Known and respected by the French revolutionary government, Muir was rescued from captivity in Spain and brought to live in Paris where he died in 1799.

In a sense Muir was more fortunate than the other “Scottish Martyrs” charged with sedition and treason. Joseph Gerrald, William Skirving and Thomas Palmer were also convicted and deported to Australia where they died from illness and maltreatment.

By the end of the 18th century the movement for reform seemed crushed and the rich who ruled the House of Commons thought the furious agitation of the 1790s had gone forever.

“Habeas Corpus” had been suspended, and although it was restored in 1800, the savage repression continued, throughout Britain and Ireland.

To its long list of draconian laws Pitt’s Tory government added the Combination Acts, forbidding workers in the new mills, mines and factories to combine into trade unions to defend wages and improve conditions.

But in the 19th century class warfare was never far below the surface, whatever repressive measures were employed.

Electoral reforms were won and trade unionism developed despite the forces of reaction. In the new working class, and particularly among the chartists, Thomas Muir became a hero.
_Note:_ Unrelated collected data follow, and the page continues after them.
pub mod health;
pub mod idioms;

use axum::extract::DefaultBodyLimit;
use axum::http::StatusCode;
use axum::Router;
use tower_http::catch_panic::CatchPanicLayer;
use tower_http::timeout::TimeoutLayer;

use crate::middleware::request_id;
use crate::response::{panic_response, AppError};
use crate::state::AppState;

/// Maximum request body size: 64 KiB.
const MAX_BODY_SIZE: usize = 64 * 1024;

pub fn build_router(state: AppState) -> Router {
    let api_routes = idioms::router().layer(DefaultBodyLimit::max(MAX_BODY_SIZE));

    Router::new()
        .nest("/api", api_routes)
        .nest("/health", health::router())
        .fallback(fallback_404)
        .layer(CatchPanicLayer::custom(panic_response))
        .layer(TimeoutLayer::with_status_code(
            StatusCode::REQUEST_TIMEOUT,
            state.config().request_timeout(),
        ))
        .layer(axum::middleware::from_fn(request_id::request_id_middleware))
        .with_state(state)
}

async fn fallback_404() -> AppError {
    AppError::not_found("Not found")
}
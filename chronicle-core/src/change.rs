//! Change notification for stored series.
//!
//! A [`ChangeManager`] fans entity-change events out to registered
//! [`ChangeListener`]s. Sources own one and publish on it whenever a stored
//! series is added, changed or removed; the caching layer subscribes to the
//! source's manager and republishes on its own.

use crate::ObjectId;
use async_trait::async_trait;
use chrono::{DateTime, Utc};
use serde::{Deserialize, Serialize};
use std::fmt;
use std::sync::Arc;
use tokio::sync::RwLock;
use uuid::Uuid;

/// Point in time used for version bounds on change events.
pub type Timestamp = DateTime<Utc>;

/// What happened to the entity.
#[derive(Debug, Clone, Copy, PartialEq, Eq, Hash, Serialize, Deserialize)]
pub enum ChangeType {
    Added,
    Changed,
    Removed,
}

/// A change to one stored entity.
#[derive(Debug, Clone, PartialEq, Eq, Serialize, Deserialize)]
pub struct ChangeEvent {
    pub change_type: ChangeType,
    /// The entity affected. Every version of it is considered stale.
    pub object_id: ObjectId,
    /// Start of the version range that was replaced, if known.
    pub version_from: Option<Timestamp>,
    /// End of the version range that was replaced, if known.
    pub version_to: Option<Timestamp>,
    /// When the change happened.
    pub version_instant: Timestamp,
}

impl ChangeEvent {
    pub fn new(change_type: ChangeType, object_id: ObjectId) -> Self {
        Self {
            change_type,
            object_id,
            version_from: None,
            version_to: None,
            version_instant: Utc::now(),
        }
    }

    pub fn with_versions(mut self, from: Option<Timestamp>, to: Option<Timestamp>) -> Self {
        self.version_from = from;
        self.version_to = to;
        self
    }
}

/// Receives change events from a [`ChangeManager`].
#[async_trait]
pub trait ChangeListener: Send + Sync {
    async fn entity_changed(&self, event: &ChangeEvent);
}

/// Handle returned by [`ChangeManager::add_listener`].
#[derive(Debug, Clone, Copy, PartialEq, Eq, Hash, PartialOrd, Ord)]
pub struct ListenerId(Uuid);

impl ListenerId {
    fn new() -> Self {
        Self(Uuid::now_v7())
    }
}

impl fmt::Display for ListenerId {
    fn fmt(&self, f: &mut fmt::Formatter<'_>) -> fmt::Result {
        write!(f, "{}", self.0)
    }
}

/// Registry of change listeners.
///
/// Listeners are notified in registration order. The registry lock is not
/// held while listeners run, so a listener may add or remove listeners
/// (including itself) without deadlocking.
#[derive(Default)]
pub struct ChangeManager {
    listeners: RwLock<Vec<(ListenerId, Arc<dyn ChangeListener>)>>,
}

impl fmt::Debug for ChangeManager {
    fn fmt(&self, f: &mut fmt::Formatter<'_>) -> fmt::Result {
        f.debug_struct("ChangeManager").finish_non_exhaustive()
    }
}

impl ChangeManager {
    pub fn new() -> Self {
        Self::default()
    }

    pub async fn add_listener(&self, listener: Arc<dyn ChangeListener>) -> ListenerId {
        let id = ListenerId::new();
        self.listeners.write().await.push((id, listener));
        id
    }

    /// Returns `false` if `id` was not registered.
    pub async fn remove_listener(&self, id: ListenerId) -> bool {
        let mut listeners = self.listeners.write().await;
        let before = listeners.len();
        listeners.retain(|(existing, _)| *existing != id);
        listeners.len() != before
    }

    pub async fn listener_count(&self) -> usize {
        self.listeners.read().await.len()
    }

    /// Build an event and publish it.
    pub async fn entity_changed(
        &self,
        change_type: ChangeType,
        object_id: ObjectId,
        version_from: Option<Timestamp>,
        version_to: Option<Timestamp>,
        version_instant: Timestamp,
    ) {
        let event = ChangeEvent {
            version_instant,
            ..ChangeEvent::new(change_type, object_id).with_versions(version_from, version_to)
        };
        self.publish(&event).await;
    }

    /// Deliver `event` to every listener registered at the time of the call.
    pub async fn publish(&self, event: &ChangeEvent) {
        let snapshot: Vec<Arc<dyn ChangeListener>> = self
            .listeners
            .read()
            .await
            .iter()
            .map(|(_, listener)| Arc::clone(listener))
            .collect();

        for listener in snapshot {
            listener.entity_changed(event).await;
        }
    }
}
//! Two-level read-through cache with identity-scoped invalidation.
//!
//! Query keys map to the identity of the entity they resolved to, and each
//! identity owns one bucket holding every value cached for it. Invalidating
//! an identity drops its bucket, which orphans every query key that pointed
//! at it in a single store operation. Orphaned primary entries are treated
//! as misses.
//!
//! ```text
//! primary:  K ──────────► I
//! values:   I ──────────► Bucket { K ► V, direct: Option<V> }
//! misses:   Key(K) | Identity(I) ──► recorded at
//! ```

use crate::config::CacheConfig;
use crate::lock::IdentityLocks;
use crate::stats::{CacheCounters, CacheStats};
use crate::store::{CacheKey, CacheStore, CacheValue, StoreProvider};
use chrono::Utc;
use chronicle_core::{ChronicleResult, Timestamp};
use std::collections::HashMap;
use std::future::Future;
use std::sync::atomic::{AtomicBool, Ordering};
use std::sync::Arc;
use std::time::Duration;

// ============================================================================
// SUPPORTING TYPES
// ============================================================================

/// Derives the identity a loaded value belongs to.
pub trait IdentityExtractor<K, V, I>: Send + Sync {
    fn identity_of(&self, key: &K, value: &V) -> I;
}

impl<K, V, I, F> IdentityExtractor<K, V, I> for F
where
    F: Fn(&K, &V) -> I + Send + Sync,
{
    fn identity_of(&self, key: &K, value: &V) -> I {
        self(key, value)
    }
}

/// Key of a miss tombstone.
#[derive(Debug, Clone, PartialEq, Eq, Hash)]
pub enum MissKey<K, I> {
    Key(K),
    Identity(I),
}

/// Every value cached for one identity.
///
/// Buckets are never mutated in place; writers copy, modify and replace.
#[derive(Debug, Clone)]
pub struct Bucket<K, V> {
    entries: HashMap<K, V>,
    direct: Option<V>,
}

impl<K, V> Default for Bucket<K, V> {
    fn default() -> Self {
        Self {
            entries: HashMap::new(),
            direct: None,
        }
    }
}

impl<K: CacheKey, V> Bucket<K, V> {
    pub fn get(&self, key: &K) -> Option<&V> {
        self.entries.get(key)
    }

    /// The value stored by a shallow insert.
    pub fn direct(&self) -> Option<&V> {
        self.direct.as_ref()
    }

    pub fn len(&self) -> usize {
        self.entries.len()
    }

    pub fn is_empty(&self) -> bool {
        self.entries.is_empty() && self.direct.is_none()
    }
}

/// Outcome of a lookup that never loads.
#[derive(Debug, Clone, PartialEq)]
pub enum Lookup<V> {
    Hit(V),
    /// A tombstone says the loader has nothing for this key.
    Missed,
    Absent,
}

// ============================================================================
// HIERARCHICAL CACHE
// ============================================================================

/// Generic hierarchical cache over query keys `K`, identities `I` and
/// values `V`.
pub struct HierarchicalCache<K: CacheKey, I: CacheKey, V: CacheValue> {
    name: String,
    primary: Arc<dyn CacheStore<K, I>>,
    values: Arc<dyn CacheStore<I, Arc<Bucket<K, V>>>>,
    misses: Arc<dyn CacheStore<MissKey<K, I>, Timestamp>>,
    extractor: Arc<dyn IdentityExtractor<K, V, I>>,
    locks: IdentityLocks<I>,
    lock_timeout: Duration,
    counters: CacheCounters,
    shut_down: AtomicBool,
}

impl<K: CacheKey, I: CacheKey, V: CacheValue> HierarchicalCache<K, I, V> {
    /// Create the cache's three stores through `provider`.
    pub fn new<P, E>(
        name: impl Into<String>,
        provider: &P,
        extractor: E,
        config: &CacheConfig,
    ) -> ChronicleResult<Self>
    where
        P: StoreProvider,
        E: IdentityExtractor<K, V, I> + 'static,
    {
        config.validate()?;
        let name = name.into();
        Ok(Self {
            primary: provider.create_store(&format!("{name}-primary"))?,
            values: provider.create_store(&format!("{name}-values"))?,
            misses: provider.create_store(&format!("{name}-misses"))?,
            extractor: Arc::new(extractor),
            locks: IdentityLocks::new(),
            lock_timeout: config.lock_timeout,
            counters: CacheCounters::default(),
            shut_down: AtomicBool::new(false),
            name,
        })
    }

    pub fn name(&self) -> &str {
        &self.name
    }

    pub fn stats(&self) -> CacheStats {
        self.counters.snapshot()
    }

    /// Return the cached value for `key`, loading it on a miss.
    ///
    /// A tombstoned key returns `None` without calling `loader`. A loader
    /// result of `None` tombstones the key. Loader errors are returned as is
    /// and leave no trace in the cache.
    pub async fn get<F, Fut>(&self, key: &K, loader: F) -> ChronicleResult<Option<V>>
    where
        F: FnOnce() -> Fut + Send,
        Fut: Future<Output = ChronicleResult<Option<V>>> + Send,
    {
        match self.lookup(key).await? {
            Lookup::Hit(value) => return Ok(Some(value)),
            Lookup::Missed => return Ok(None),
            Lookup::Absent => {}
        }

        self.counters.load();
        tracing::debug!(cache = %self.name, key = ?key, "Cache miss, loading");
        match loader().await? {
            Some(value) => {
                self.insert(key.clone(), value.clone()).await?;
                Ok(Some(value))
            }
            None => {
                self.mark_missed(key).await?;
                Ok(None)
            }
        }
    }

    /// Look `key` up without loading or tombstoning.
    pub async fn lookup(&self, key: &K) -> ChronicleResult<Lookup<V>> {
        if self.misses.get(&MissKey::Key(key.clone())).await?.is_some() {
            self.counters.tombstone_hit();
            tracing::trace!(cache = %self.name, key = ?key, "Tombstone hit");
            return Ok(Lookup::Missed);
        }

        if let Some(identity) = self.primary.get(key).await? {
            if let Some(bucket) = self.values.get(&identity).await? {
                if let Some(value) = bucket.get(key) {
                    self.counters.hit();
                    tracing::trace!(cache = %self.name, key = ?key, "Cache hit");
                    return Ok(Lookup::Hit(value.clone()));
                }
            }
        }

        self.counters.miss();
        Ok(Lookup::Absent)
    }

    /// The cached value for `key`, if any.
    pub async fn peek(&self, key: &K) -> ChronicleResult<Option<V>> {
        match self.lookup(key).await? {
            Lookup::Hit(value) => Ok(Some(value)),
            Lookup::Missed | Lookup::Absent => Ok(None),
        }
    }

    /// Shallow read path: one value per identity.
    pub async fn get_by_identity<F, Fut>(&self, identity: &I, loader: F) -> ChronicleResult<Option<V>>
    where
        F: FnOnce() -> Fut + Send,
        Fut: Future<Output = ChronicleResult<Option<V>>> + Send,
    {
        if self
            .misses
            .get(&MissKey::Identity(identity.clone()))
            .await?
            .is_some()
        {
            self.counters.tombstone_hit();
            return Ok(None);
        }

        if let Some(bucket) = self.values.get(identity).await? {
            if let Some(value) = bucket.direct() {
                self.counters.hit();
                return Ok(Some(value.clone()));
            }
        }

        self.counters.miss();
        self.counters.load();
        tracing::debug!(cache = %self.name, identity = ?identity, "Cache miss by identity, loading");
        match loader().await? {
            Some(value) => {
                self.shallow_insert(identity.clone(), value.clone()).await?;
                Ok(Some(value))
            }
            None => {
                self.mark_missed_identity(identity).await?;
                Ok(None)
            }
        }
    }

    /// Store `value` under `key` and the identity extracted from it.
    pub async fn insert(&self, key: K, value: V) -> ChronicleResult<bool> {
        let identity = self.extractor.identity_of(&key, &value);
        self.deep_insert(key, identity, value).await
    }

    /// Add `key -> value` to the identity's bucket and point `key` at it.
    ///
    /// Returns `false` when the identity lock could not be taken in time; the
    /// write is then dropped.
    pub async fn deep_insert(&self, key: K, identity: I, value: V) -> ChronicleResult<bool> {
        let Some(_guard) = self.locks.try_acquire(&identity, self.lock_timeout).await else {
            self.abandon_write(&identity);
            return Ok(false);
        };

        let mut bucket = self
            .values
            .get(&identity)
            .await?
            .map(Arc::unwrap_or_clone)
            .unwrap_or_default();
        bucket.entries.insert(key.clone(), value);
        self.values.put(identity.clone(), Arc::new(bucket)).await?;
        self.misses.remove(&MissKey::Key(key.clone())).await?;
        self.primary.put(key, identity).await?;

        self.counters.stored();
        Ok(true)
    }

    /// Set the identity's direct value.
    pub async fn shallow_insert(&self, identity: I, value: V) -> ChronicleResult<bool> {
        let Some(_guard) = self.locks.try_acquire(&identity, self.lock_timeout).await else {
            self.abandon_write(&identity);
            return Ok(false);
        };

        let mut bucket = self
            .values
            .get(&identity)
            .await?
            .map(Arc::unwrap_or_clone)
            .unwrap_or_default();
        bucket.direct = Some(value);
        self.misses.remove(&MissKey::Identity(identity.clone())).await?;
        self.values.put(identity, Arc::new(bucket)).await?;

        self.counters.stored();
        Ok(true)
    }

    fn abandon_write(&self, identity: &I) {
        self.counters.abandoned_write();
        tracing::warn!(
            cache = %self.name,
            identity = ?identity,
            timeout_ms = self.lock_timeout.as_millis() as u64,
            "Timed out waiting for identity lock, cache write abandoned"
        );
    }

    /// Record that the loader has nothing for `key`.
    pub async fn mark_missed(&self, key: &K) -> ChronicleResult<()> {
        tracing::debug!(cache = %self.name, key = ?key, "Recording miss tombstone");
        self.misses.put(MissKey::Key(key.clone()), Utc::now()).await
    }

    /// Record that the shallow loader has nothing for `identity`.
    pub async fn mark_missed_identity(&self, identity: &I) -> ChronicleResult<()> {
        tracing::debug!(cache = %self.name, identity = ?identity, "Recording identity miss tombstone");
        self.misses
            .put(MissKey::Identity(identity.clone()), Utc::now())
            .await
    }

    /// Forget everything cached for `identity`, and every tombstone.
    ///
    /// Tombstones cannot be traced back to an identity, so all of them go.
    pub async fn invalidate(&self, identity: &I) -> ChronicleResult<()> {
        let removed = self.values.remove(identity).await?;
        let tombstones = self.misses.clear().await?;
        self.counters.invalidation();
        tracing::debug!(
            cache = %self.name,
            identity = ?identity,
            removed,
            tombstones,
            "Invalidated identity"
        );
        Ok(())
    }

    /// Shut the underlying stores down. Idempotent.
    pub async fn shutdown(&self) {
        if self.shut_down.swap(true, Ordering::AcqRel) {
            return;
        }
        self.primary.shutdown().await;
        self.values.shutdown().await;
        self.misses.shutdown().await;
        tracing::debug!(cache = %self.name, "Hierarchical cache shut down");
    }

    pub fn is_shut_down(&self) -> bool {
        self.shut_down.load(Ordering::Acquire)
    }
}
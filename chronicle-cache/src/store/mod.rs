//! Key-value store abstraction backing the hierarchical cache.
//!
//! A hierarchical cache is built over three stores created by one
//! [`StoreProvider`]. Stores are plain concurrent maps; any eviction they do
//! is invisible to the cache except as a later miss.

mod lru;
mod memory;

pub use self::lru::{LruStore, LruStoreProvider};
pub use self::memory::{InMemoryStore, InMemoryStoreProvider};

use crate::config::CacheConfig;
use async_trait::async_trait;
use chronicle_core::ChronicleResult;
use std::fmt::Debug;
use std::hash::Hash;
use std::sync::Arc;

/// Bounds required of a store key.
pub trait CacheKey: Clone + Eq + Hash + Debug + Send + Sync + 'static {}

impl<T> CacheKey for T where T: Clone + Eq + Hash + Debug + Send + Sync + 'static {}

/// Bounds required of a stored value.
pub trait CacheValue: Clone + Send + Sync + 'static {}

impl<T> CacheValue for T where T: Clone + Send + Sync + 'static {}

/// A named, thread-safe key-value store.
///
/// Every operation on a store that has been shut down fails with
/// [`chronicle_core::StoreError::ShutDown`].
#[async_trait]
pub trait CacheStore<K: CacheKey, V: CacheValue>: Send + Sync {
    fn name(&self) -> &str;

    async fn get(&self, key: &K) -> ChronicleResult<Option<V>>;

    /// Insert or overwrite.
    async fn put(&self, key: K, value: V) -> ChronicleResult<()>;

    /// Returns whether an entry was removed.
    async fn remove(&self, key: &K) -> ChronicleResult<bool>;

    /// Drop every entry, returning how many there were.
    async fn clear(&self) -> ChronicleResult<u64>;

    async fn len(&self) -> ChronicleResult<usize>;

    /// Release the store. Idempotent.
    async fn shutdown(&self);
}

/// Creates stores for a cache.
pub trait StoreProvider: Send + Sync {
    fn create_store<K: CacheKey, V: CacheValue>(
        &self,
        name: &str,
    ) -> ChronicleResult<Arc<dyn CacheStore<K, V>>>;
}

/// The provider selected by a [`CacheConfig`].
#[derive(Debug, Clone)]
pub enum DefaultStoreProvider {
    InMemory(InMemoryStoreProvider),
    Lru(LruStoreProvider),
}

impl DefaultStoreProvider {
    /// Bounded LRU stores when `store_capacity` is set, unbounded otherwise.
    pub fn from_config(config: &CacheConfig) -> ChronicleResult<Self> {
        config.validate()?;
        Ok(match config.store_capacity {
            Some(capacity) => Self::Lru(LruStoreProvider::new(capacity)),
            None => Self::InMemory(InMemoryStoreProvider),
        })
    }
}

impl StoreProvider for DefaultStoreProvider {
    fn create_store<K: CacheKey, V: CacheValue>(
        &self,
        name: &str,
    ) -> ChronicleResult<Arc<dyn CacheStore<K, V>>> {
        match self {
            Self::InMemory(provider) => provider.create_store(name),
            Self::Lru(provider) => provider.create_store(name),
        }
    }
}
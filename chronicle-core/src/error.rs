//! Error types for CHRONICLE operations

use thiserror::Error;

/// Cache store errors.
///
/// These are never masked by the cache: there is no secondary store to fall
/// back to, so a failing store fails the call that touched it.
#[derive(Debug, Clone, Error, PartialEq, Eq)]
pub enum StoreError {
    #[error("Store {store} unavailable: {reason}")]
    Unavailable { store: String, reason: String },

    #[error("Store {store} has been shut down")]
    ShutDown { store: String },
}

/// Errors raised by an underlying series source.
#[derive(Debug, Clone, Error, PartialEq, Eq)]
pub enum SourceError {
    #[error("Fetch failed: {reason}")]
    FetchFailed { reason: String },

    #[error("Operation not supported by source: {operation}")]
    Unsupported { operation: String },
}

/// Configuration errors.
#[derive(Debug, Clone, Error, PartialEq, Eq)]
pub enum ConfigError {
    #[error("Invalid value for {field}: {value} - {reason}")]
    InvalidValue {
        field: String,
        value: String,
        reason: String,
    },
}

/// Validation errors.
#[derive(Debug, Clone, Error, PartialEq, Eq)]
pub enum ValidationError {
    #[error("Required field missing: {field}")]
    RequiredFieldMissing { field: String },

    #[error("Invalid value for {field}: {reason}")]
    InvalidValue { field: String, reason: String },
}

/// Master error type for all CHRONICLE errors.
#[derive(Debug, Clone, Error, PartialEq, Eq)]
pub enum ChronicleError {
    #[error("Store error: {0}")]
    Store(#[from] StoreError),

    #[error("Source error: {0}")]
    Source(#[from] SourceError),

    #[error("Config error: {0}")]
    Config(#[from] ConfigError),

    #[error("Validation error: {0}")]
    Validation(#[from] ValidationError),
}

/// Result type alias for CHRONICLE operations.
pub type ChronicleResult<T> = Result<T, ChronicleError>;

/// Result type alias for constructors that only validate their input.
pub type ValidationResult<T> = Result<T, ValidationError>;

// =============================================================================
// TESTS
// =============================================================================
//! Bounded store with least-recently-used eviction.

use super::{CacheKey, CacheStore, CacheValue, StoreProvider};
use ::lru::LruCache;
use async_trait::async_trait;
use chronicle_core::{ChronicleResult, StoreError};
use std::num::NonZeroUsize;
use std::sync::atomic::{AtomicBool, Ordering};
use std::sync::Arc;
use tokio::sync::Mutex;

/// Store holding at most `capacity` entries.
///
/// Reads refresh recency, so they take the mutex too.
pub struct LruStore<K: CacheKey, V: CacheValue> {
    name: String,
    inner: Mutex<LruCache<K, V>>,
    shut_down: AtomicBool,
}

impl<K: CacheKey, V: CacheValue> LruStore<K, V> {
    /// A zero capacity is treated as one.
    pub fn new(name: impl Into<String>, capacity: usize) -> Self {
        let cap = NonZeroUsize::new(capacity.max(1)).unwrap_or(NonZeroUsize::MIN);
        Self {
            name: name.into(),
            inner: Mutex::new(LruCache::new(cap)),
            shut_down: AtomicBool::new(false),
        }
    }

    fn ensure_open(&self) -> ChronicleResult<()> {
        if self.shut_down.load(Ordering::Acquire) {
            return Err(StoreError::ShutDown {
                store: self.name.clone(),
            }
            .into());
        }
        Ok(())
    }
}

#[async_trait]
impl<K: CacheKey, V: CacheValue> CacheStore<K, V> for LruStore<K, V> {
    fn name(&self) -> &str {
        &self.name
    }

    async fn get(&self, key: &K) -> ChronicleResult<Option<V>> {
        self.ensure_open()?;
        let mut guard = self.inner.lock().await;
        Ok(guard.get(key).cloned())
    }

    async fn put(&self, key: K, value: V) -> ChronicleResult<()> {
        self.ensure_open()?;
        let mut guard = self.inner.lock().await;
        // push returns the old entry for this key on overwrite, or the
        // evicted LRU entry when full
        if let Some((evicted, _)) = guard.push(key.clone(), value) {
            if evicted != key {
                tracing::trace!(store = %self.name, key = ?evicted, "Evicted least recently used entry");
            }
        }
        Ok(())
    }

    async fn remove(&self, key: &K) -> ChronicleResult<bool> {
        self.ensure_open()?;
        Ok(self.inner.lock().await.pop(key).is_some())
    }

    async fn clear(&self) -> ChronicleResult<u64> {
        self.ensure_open()?;
        let mut guard = self.inner.lock().await;
        let count = guard.len() as u64;
        guard.clear();
        Ok(count)
    }

    async fn len(&self) -> ChronicleResult<usize> {
        self.ensure_open()?;
        Ok(self.inner.lock().await.len())
    }

    async fn shutdown(&self) {
        if !self.shut_down.swap(true, Ordering::AcqRel) {
            self.inner.lock().await.clear();
            tracing::debug!(store = %self.name, "LRU store shut down");
        }
    }
}

/// Provider of [`LruStore`]s, each bounded to the same capacity.
#[derive(Debug, Clone, Copy)]
pub struct LruStoreProvider {
    capacity: usize,
}

impl LruStoreProvider {
    pub fn new(capacity: usize) -> Self {
        Self { capacity }
    }

    pub fn capacity(&self) -> usize {
        self.capacity
    }
}

impl StoreProvider for LruStoreProvider {
    fn create_store<K: CacheKey, V: CacheValue>(
        &self,
        name: &str,
    ) -> ChronicleResult<Arc<dyn CacheStore<K, V>>> {
        Ok(Arc::new(LruStore::<K, V>::new(name, self.capacity)))
    }
}

#[cfg(test)]
mod tests {
    use super::*;

    #[tokio::test]
    async fn test_evicts_least_recently_used() {
        let store = LruStore::<u32, &'static str>::new("bounded", 2);
        store.put(1, "one").await.expect("put");
        store.put(2, "two").await.expect("put");

        // touch 1 so 2 becomes the eviction candidate
        assert_eq!(store.get(&1).await.expect("get"), Some("one"));
        store.put(3, "three").await.expect("put");

        assert_eq!(store.get(&2).await.expect("get"), None);
        assert_eq!(store.get(&1).await.expect("get"), Some("one"));
        assert_eq!(store.get(&3).await.expect("get"), Some("three"));
        assert_eq!(store.len().await.expect("len"), 2);
    }

    #[tokio::test]
    async fn test_overwrite_does_not_evict() {
        let store = LruStore::<u32, u32>::new("bounded", 2);
        store.put(1, 1).await.expect("put");
        store.put(2, 2).await.expect("put");
        store.put(2, 20).await.expect("overwrite");
        assert_eq!(store.get(&1).await.expect("get"), Some(1));
        assert_eq!(store.get(&2).await.expect("get"), Some(20));
    }

    #[tokio::test]
    async fn test_zero_capacity_holds_one() {
        let store = LruStore::<u32, u32>::new("tiny", 0);
        store.put(1, 1).await.expect("put");
        store.put(2, 2).await.expect("put");
        assert_eq!(store.len().await.expect("len"), 1);
        assert_eq!(store.get(&2).await.expect("get"), Some(2));
    }

    #[tokio::test]
    async fn test_shutdown_rejects_use() {
        let store = LruStore::<u32, u32>::new("closing", 4);
        store.shutdown().await;
        assert!(store.len().await.is_err());
        assert!(store.clear().await.is_err());
    }
}
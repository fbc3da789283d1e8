//! Per-identity write locks.
//!
//! Writers to one identity's bucket serialise on that identity's mutex;
//! writers to different identities never touch the same mutex. Entries in
//! the lock table exist only while someone holds or waits on them.

use crate::store::CacheKey;
use dashmap::DashMap;
use std::sync::Arc;
use std::time::Duration;
use tokio::sync::{Mutex, OwnedMutexGuard};

type LockTable<I> = Arc<DashMap<I, Arc<Mutex<()>>>>;

/// Table of async mutexes keyed by identity.
pub struct IdentityLocks<I: CacheKey> {
    table: LockTable<I>,
}

impl<I: CacheKey> Default for IdentityLocks<I> {
    fn default() -> Self {
        Self {
            table: Arc::new(DashMap::new()),
        }
    }
}

impl<I: CacheKey> IdentityLocks<I> {
    pub fn new() -> Self {
        Self::default()
    }

    /// Wait up to `timeout` for the lock on `identity`.
    ///
    /// Returns `None` on timeout. Never retries.
    pub async fn try_acquire(&self, identity: &I, timeout: Duration) -> Option<IdentityGuard<I>> {
        let entry = TableEntry {
            identity: identity.clone(),
            table: Arc::clone(&self.table),
        };
        // the shard guard from entry() must not live across the await below
        let mutex = Arc::clone(self.table.entry(identity.clone()).or_default().value());

        match tokio::time::timeout(timeout, mutex.lock_owned()).await {
            Ok(guard) => Some(IdentityGuard {
                _guard: guard,
                _entry: entry,
            }),
            Err(_) => None,
        }
    }

    /// Number of identities currently locked or waited on.
    pub fn len(&self) -> usize {
        self.table.len()
    }

    pub fn is_empty(&self) -> bool {
        self.table.is_empty()
    }
}

/// Removes the identity's table entry once the last user lets go.
struct TableEntry<I: CacheKey> {
    identity: I,
    table: LockTable<I>,
}

impl<I: CacheKey> Drop for TableEntry<I> {
    fn drop(&mut self) {
        self.table
            .remove_if(&self.identity, |_, mutex| Arc::strong_count(mutex) == 1);
    }
}

/// Held write lock for one identity. Released on drop.
pub struct IdentityGuard<I: CacheKey> {
    // field order matters: the mutex is released before the table entry is
    // considered for removal
    _guard: OwnedMutexGuard<()>,
    _entry: TableEntry<I>,
}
This book is a must read. As Adam MacNaughton, one of Scotland’s finest 20th Century folk singers, wrote in his song, Thomas Muir of Huntershill:

When you’re called on jury service and your name is drawn by lot,
remember Thomas Muir of Huntershill.
When you vote in an election, when you freely voice your thought,
remember Thomas Muir of Huntershill.
Don’t take these things for granted, for dearly were they bought,
remember Thomas Muir of Huntershill.